- Born: Lillie Bishop June 15, 1876 Budapest, Austro-Hungarian Empire (now Hungary)
- Died: August 23, 1938 (aged 62) Los Angeles, California, United States
- Burial place: Forest Lawn Memorial Park
- Other names: Marquise Lillie de Fiennes, Jane Hathaway
- Occupation(s): Belgian marquess, singer, actress, screenplay writer
- Years active: 1902–1925
- Spouse: Rhody Hathaway (m. 1894–1938; death)
- Children: 4, including Henry Hathaway

= Jean Hathaway =

Hungarian-born American actress (1876–1938)

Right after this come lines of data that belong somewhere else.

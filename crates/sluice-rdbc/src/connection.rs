//! Connection traits for sluice-rdbc
//!
//! The three primitives a batch writer needs from a database:
//! - Driver: establish a connection from a URL and optional credentials
//! - Connection: prepare a statement, close
//! - PreparedStatement: bind, add to batch, execute batch, close

use async_trait::async_trait;

use crate::error::Result;
use crate::types::Param;

/// A database driver, the factory for connections
#[async_trait]
pub trait Driver: Send + Sync {
    /// Short name of the driver (e.g. "postgres")
    fn name(&self) -> &str;

    /// Establish a new connection
    async fn connect(&self, config: &ConnectionConfig) -> Result<Box<dyn Connection>>;
}

/// A connection to a database, exclusively owned by its user
#[async_trait]
pub trait Connection: Send {
    /// Prepare a parameterized statement for repeated batched execution
    async fn prepare(&mut self, sql: &str) -> Result<Box<dyn PreparedStatement>>;

    /// Close the connection
    async fn close(&mut self) -> Result<()>;
}

/// A prepared statement that accumulates parameter rows into a batch
///
/// Positions are 1-based, like the placeholders they fill.
#[async_trait]
pub trait PreparedStatement: Send {
    /// Bind a parameter of the current row
    fn bind(&mut self, position: usize, param: Param) -> Result<()>;

    /// Move the current row into the batch and start a new one
    fn add_batch(&mut self) -> Result<()>;

    /// Number of rows waiting in the batch
    fn batch_len(&self) -> usize;

    /// Execute every batched row; returns the affected-row count per row
    ///
    /// The batch is emptied whether or not execution succeeds.
    async fn execute_batch(&mut self) -> Result<Vec<u64>>;

    /// Release the statement
    async fn close(&mut self) -> Result<()>;

    /// Get the SQL string
    fn sql(&self) -> &str;
}

/// Username and password presented when connecting
#[derive(Clone, PartialEq, Eq)]
pub struct Credentials {
    /// User name
    pub username: String,
    /// Password (may be empty)
    pub password: String,
}

impl Credentials {
    /// Create credentials
    pub fn new(username: impl Into<String>, password: impl Into<String>) -> Self {
        Self {
            username: username.into(),
            password: password.into(),
        }
    }
}

impl std::fmt::Debug for Credentials {
    fn fmt(&self, f: &mut std::fmt::Formatter<'_>) -> std::fmt::Result {
        f.debug_struct("Credentials")
            .field("username", &self.username)
            .field("password", &"***")
            .finish()
    }
}

/// Configuration for creating connections
#[derive(Clone, Default)]
pub struct ConnectionConfig {
    /// Connection URL (e.g., postgres://host:5432/db)
    pub url: String,
    /// Credentials supplied separately from the URL
    pub credentials: Option<Credentials>,
}

impl std::fmt::Debug for ConnectionConfig {
    fn fmt(&self, f: &mut std::fmt::Formatter<'_>) -> std::fmt::Result {
        f.debug_struct("ConnectionConfig")
            .field("url", &redact_url(&self.url))
            .field("credentials", &self.credentials)
            .finish()
    }
}

impl ConnectionConfig {
    /// Create configuration with just a URL
    pub fn new(url: impl Into<String>) -> Self {
        Self {
            url: url.into(),
            ..Default::default()
        }
    }

    /// Set the credentials
    pub fn with_credentials(mut self, credentials: Credentials) -> Self {
        self.credentials = Some(credentials);
        self
    }
}

/// Replace the password of a URL with `***` so it can be logged.
///
/// Strings that do not parse as URLs (e.g. `jdbc:test`) are returned as-is
/// unless they contain an `@`, in which case they are fully masked.
pub fn redact_url(raw: &str) -> String {
    match url::Url::parse(raw) {
        Ok(mut parsed) if parsed.password().is_some() => {
            let _ = parsed.set_password(Some("***"));
            parsed.to_string()
        }
        Ok(_) => raw.to_string(),
        Err(_) if raw.contains('@') => "***".to_string(),
        Err(_) => raw.to_string(),
    }
}
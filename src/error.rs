use thiserror::Error;

/// Errors produced by the diagnostic calculators.
///
/// Every calculator validates its input before doing any arithmetic, so an
/// error is always returned in place of a result and never alongside one.
#[derive(Debug, Clone, PartialEq, Error)]
pub enum DiagnosticError {
    /// Malformed chain shapes, non-finite samples or out of range parameters.
    #[error("invalid input: {0}")]
    InvalidInput(String),
    /// The input is well formed but the statistic is not defined for it,
    /// e.g. zero within-chain variance.
    #[error("undefined diagnostic: {0}")]
    UndefinedDiagnostic(String),
}

impl DiagnosticError {
    pub(crate) fn invalid<S: Into<String>>(msg: S) -> Self {
        DiagnosticError::InvalidInput(msg.into())
    }

    pub(crate) fn undefined<S: Into<String>>(msg: S) -> Self {
        DiagnosticError::UndefinedDiagnostic(msg.into())
    }

    pub fn is_invalid_input(&self) -> bool {
        matches!(self, DiagnosticError::InvalidInput(_))
    }

    pub fn is_undefined(&self) -> bool {
        matches!(self, DiagnosticError::UndefinedDiagnostic(_))
    }
}

pub type Result<T> = std::result::Result<T, DiagnosticError>;
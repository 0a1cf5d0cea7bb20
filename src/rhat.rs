use crate::error::{DiagnosticError, Result};
use crate::utils::{check_chains, mean, mean_and_variance, split_chains};
use crate::Array1;
use tracing::debug;

/// Conventional upper bound on R-hat below which chains are treated as
/// having converged.
pub const RHAT_CONVERGENCE_THRESHOLD: f64 = 1.1;

/// Computes the potential scale reduction (Rhat) for one scalar parameter
/// given `m >= 2` chains of equal length `n >= 2`:
///
/// ```text
/// W       = mean of the per-chain sample variances
/// B       = n / (m - 1) * sum((chain mean - grand mean)^2)
/// Var-hat = (n - 1) / n * W + B / n
/// Rhat    = sqrt(Var-hat / W)
/// ```
///
/// Identical chains give `B = 0` and `Rhat = sqrt((n - 1) / n)`, which tends
/// to one from below as `n` grows.
///
/// Returns [`DiagnosticError::InvalidInput`] for fewer than two chains,
/// chains shorter than two draws, ragged chains or non-finite samples, and
/// [`DiagnosticError::UndefinedDiagnostic`] when the within-chain variance is
/// exactly zero, or when the variance components overflow `f64`.
///
/// See more details in Stan reference manual section
/// ["Potential Scale Reduction"](https://mc-stan.org/docs/2_24/reference-manual/notation-for-samples-chains-and-draws.html#potential-scale-reduction).
pub fn potential_scale_reduction_factor(chains: &[Array1]) -> Result<f64> {
    let n = check_chains(chains, 2, 2)?;
    let m = chains.len() as f64;

    let mut chain_mean: Array1 = Vec::with_capacity(chains.len());
    let mut chain_var: Array1 = Vec::with_capacity(chains.len());
    for chain in chains {
        let (mu, var) = mean_and_variance(chain)?;
        chain_mean.push(mu);
        chain_var.push(var);
    }

    let n = n as f64;
    let grand_mean = mean(&chain_mean)?;
    let var_between = n / (m - 1.0)
        * chain_mean
            .iter()
            .map(|mu| (mu - grand_mean).powi(2))
            .sum::<f64>();
    let var_within = mean(&chain_var)?;
    if var_within == 0.0 {
        return Err(DiagnosticError::undefined(
            "within-chain variance is zero, every chain is constant",
        ));
    }
    let var_hat = (n - 1.0) / n * var_within + var_between / n;
    if !(var_within.is_finite() && var_between.is_finite() && var_hat.is_finite()) {
        return Err(DiagnosticError::undefined(format!(
            "variance overflow (W={}, B={}, Var-hat={})",
            var_within, var_between, var_hat
        )));
    }
    let rhat = (var_hat / var_within).sqrt();
    debug!(
        chains = chains.len(),
        draws = n,
        var_within,
        var_between,
        var_hat,
        rhat,
        "computed potential scale reduction"
    );
    Ok(rhat)
}

/// Computes the split potential scale reduction (Rhat): every chain is
/// halved and Rhat is computed over the `2m` half chains, which makes the
/// statistic sensitive to drift inside a single chain.  When the number of
/// draws N is odd, the (N+1)/2th draw is ignored.
///
/// Chains must share one length of at least four draws.
///
/// See more details in Stan reference manual section
/// ["Potential Scale Reduction"](https://mc-stan.org/docs/2_24/reference-manual/notation-for-samples-chains-and-draws.html#potential-scale-reduction)
pub fn split_potential_scale_reduction_factor(chains: &[Array1]) -> Result<f64> {
    check_chains(chains, 1, 4)?;
    let split = split_chains(chains)?;
    potential_scale_reduction_factor(&split)
}

/// Caller-side convergence check: `rhat <= threshold`.  Non-finite values
/// never count as converged.
pub fn is_converged(rhat: f64, threshold: f64) -> bool {
    rhat.is_finite() && rhat <= threshold
}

Jean Hathaway (née Lillie Bishop; 1876–1938) was a Hungarian-born Belgian and American stage and silent film actress, singer, and claimed to be a Belgian Marquise though marriage. Her career began on the vaudeville circuit; and by 1908 she was an early star of Allan Dwan's American Film Manufacturing Company. After her marriage in 1894, she also went by the names Marquise Lillie de Fiennes and Jane Hathaway.

== Early life and family ==
She was born as Lillie Bishop on June 15, 1876, in Budapest during the Austro-Hungarian Empire (now Hungary). She immigrated to the United States around 1882.

She was married to San Francisco actor Rhody Hathaway (1868–1944; né Rudolph Henry de Fiennes) in 1894 and they had four children, including film director Henry Hathaway.

== Career ==
Hathaway's career began on the vaudeville circuit and in theaters in Sacramento, California and in the San Francisco Bay Area. She was known for his contralto singing.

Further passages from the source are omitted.